I cavalli aprono il corteo (e fanno venire in mente il cavallo al centro dell'affresco quattrocentesco Il trionfo della morte a Palazzo Abatellis a Palermo, città nella quale Colomer nel 2018 ha realizzato con i pescatori del quartiere di Sant'Erasmo il lavoro New Palermo Felicissima in occasione di “Manifesta 12”), mentre il trattore lo chiude. Nel mezzo bambini, ragazzi, adulti, anziani e cani, in totale più di 400 partecipanti, imitano i lenti movimenti sinuosi dei danzatori e camminano al ritmo battuto dai tamburi. Tutto è allegro, denso, affascinante e in qualche modo disorientante. Alcuni agitano bacchette e bandierine, mentre altri sollevano cartelli con le scritte TIMOR MORTIS, UNA RISATA VI SEPPELLIRA', END RIP AMEN FIN. Si genera una situazione di strana bellezza e nel caos urbano generato dal corteo passanti e ciclisti si fermano a osservare incuriositi, divertiti e in qualche caso sorpresi dal fatto che si tratta di un corteo sulla morte e non, come pensavano, contro la guerra in Ucraina. Sotto Palazzo Santa Margherita, sede di FMAV e dell’Istituto musicale, la processione si ferma per ascoltare la Marcia Trionfale dell'Aida di Giuseppe Verdi, e dopo qualche minuto raggiunge la Palazzina dei Giardini dove il corteo si chiude con una grande danza collettiva e il lancio di caramelle che rende felici tutti i bambini. A quel punto i partecipanti si dirigono a visitare la mostra dell'artista che presenta una selezione di lavori realizzati nello spazio pubblico e il tavolo progettuale con le idee e la maquette per Modena Parade/Corteo Modenese. 

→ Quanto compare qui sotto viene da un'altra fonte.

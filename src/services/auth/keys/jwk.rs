use std::collections::HashMap;
use std::fmt;
use std::sync::Arc;

use jsonwebtoken::DecodingKey;
use serde::Deserialize;

/// JWKS document as published by the provider (`/.well-known/jwks.json`).
#[derive(Debug, Clone, Deserialize)]
pub struct JwkSet {
    pub keys: Vec<Jwk>,
}

/// One entry of a JWKS document. Only RSA members are modelled; anything else
/// is skipped when the key set is built.
#[derive(Debug, Clone, Deserialize)]
pub struct Jwk {
    pub kty: String,
    #[serde(default)]
    pub kid: Option<String>,
    #[serde(default)]
    pub alg: Option<String>,
    #[serde(default, rename = "use")]
    pub key_use: Option<String>,
    #[serde(default)]
    pub n: Option<String>,
    #[serde(default)]
    pub e: Option<String>,
}

/// A provider-issued RSA verification key bound to one `kid`.
///
/// Immutable once built. Key material is not printable via Debug.
#[derive(Clone)]
pub struct PublicKey {
    kid: String,
    n: String,
    e: String,
    decoding_key: DecodingKey,
}

impl fmt::Debug for PublicKey {
    fn fmt(&self, f: &mut fmt::Formatter<'_>) -> fmt::Result {
        f.debug_struct("PublicKey").field("kid", &self.kid).finish()
    }
}

impl PublicKey {
    pub fn kid(&self) -> &str {
        &self.kid
    }

    /// Base64url modulus and exponent, exactly as published.
    pub fn components(&self) -> (&str, &str) {
        (&self.n, &self.e)
    }

    pub fn decoding_key(&self) -> &DecodingKey {
        &self.decoding_key
    }

    /// Build a key from one JWK. Returns the reason when the entry is unusable.
    pub fn from_jwk(jwk: &Jwk) -> Result<Self, &'static str> {
        let kid = jwk
            .kid
            .as_deref()
            .filter(|k| !k.is_empty())
            .ok_or("missing kid")?;

        if !jwk.kty.eq_ignore_ascii_case("RSA") {
            return Err("unsupported kty");
        }
        // Keys explicitly marked for encryption are never used to verify.
        if jwk.key_use.as_deref().is_some_and(|u| u != "sig") {
            return Err("not a signing key");
        }
        if jwk.alg.as_deref().is_some_and(|a| !a.starts_with("RS")) {
            return Err("unsupported alg");
        }

        let (n, e) = match (jwk.n.as_deref(), jwk.e.as_deref()) {
            (Some(n), Some(e)) => (n, e),
            _ => return Err("missing rsa components"),
        };

        let decoding_key =
            DecodingKey::from_rsa_components(n, e).map_err(|_| "invalid rsa components")?;

        Ok(Self {
            kid: kid.to_string(),
            n: n.to_string(),
            e: e.to_string(),
            decoding_key,
        })
    }
}

/// Keys from one successful fetch, indexed by `kid`.
pub type KeyMap = HashMap<String, Arc<PublicKey>>;

/// Turn a JWKS document into a `kid` index, dropping unusable entries.
pub fn index_keys(set: &JwkSet) -> KeyMap {
    let mut keys = KeyMap::with_capacity(set.keys.len());
    for jwk in &set.keys {
        match PublicKey::from_jwk(jwk) {
            Ok(key) => {
                keys.insert(key.kid.clone(), Arc::new(key));
            }
            Err(reason) => {
                tracing::debug!(kid = ?jwk.kid, kty = %jwk.kty, reason, "skipping jwk");
            }
        }
    }
    keys
}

Colomer ci aiuta a tollerare l'intollerabile pensiero della morte, ci riscalda le ferite non sanate per la perdita delle persone amate, ci spinge a rendere umano, in un modo o nell'altro, qualcosa di inattaccabile nella comprensione di noi stessi e della realtà, ci chiede di essere in rapporto con la morte e di orientare lo sguardo in quell'abisso vertiginoso senza temerlo. Nel tempo della paura del virus e delle guerre geograficamente vicine e lontane che ci vogliono costringere a rimanere fermi e spaventati, il corteo danzante e felice per le strade modenesi ci affida un tempo senza paura e senza frontiere. Un tempo in movimento continuo, un tempo animale, il tempo della vita.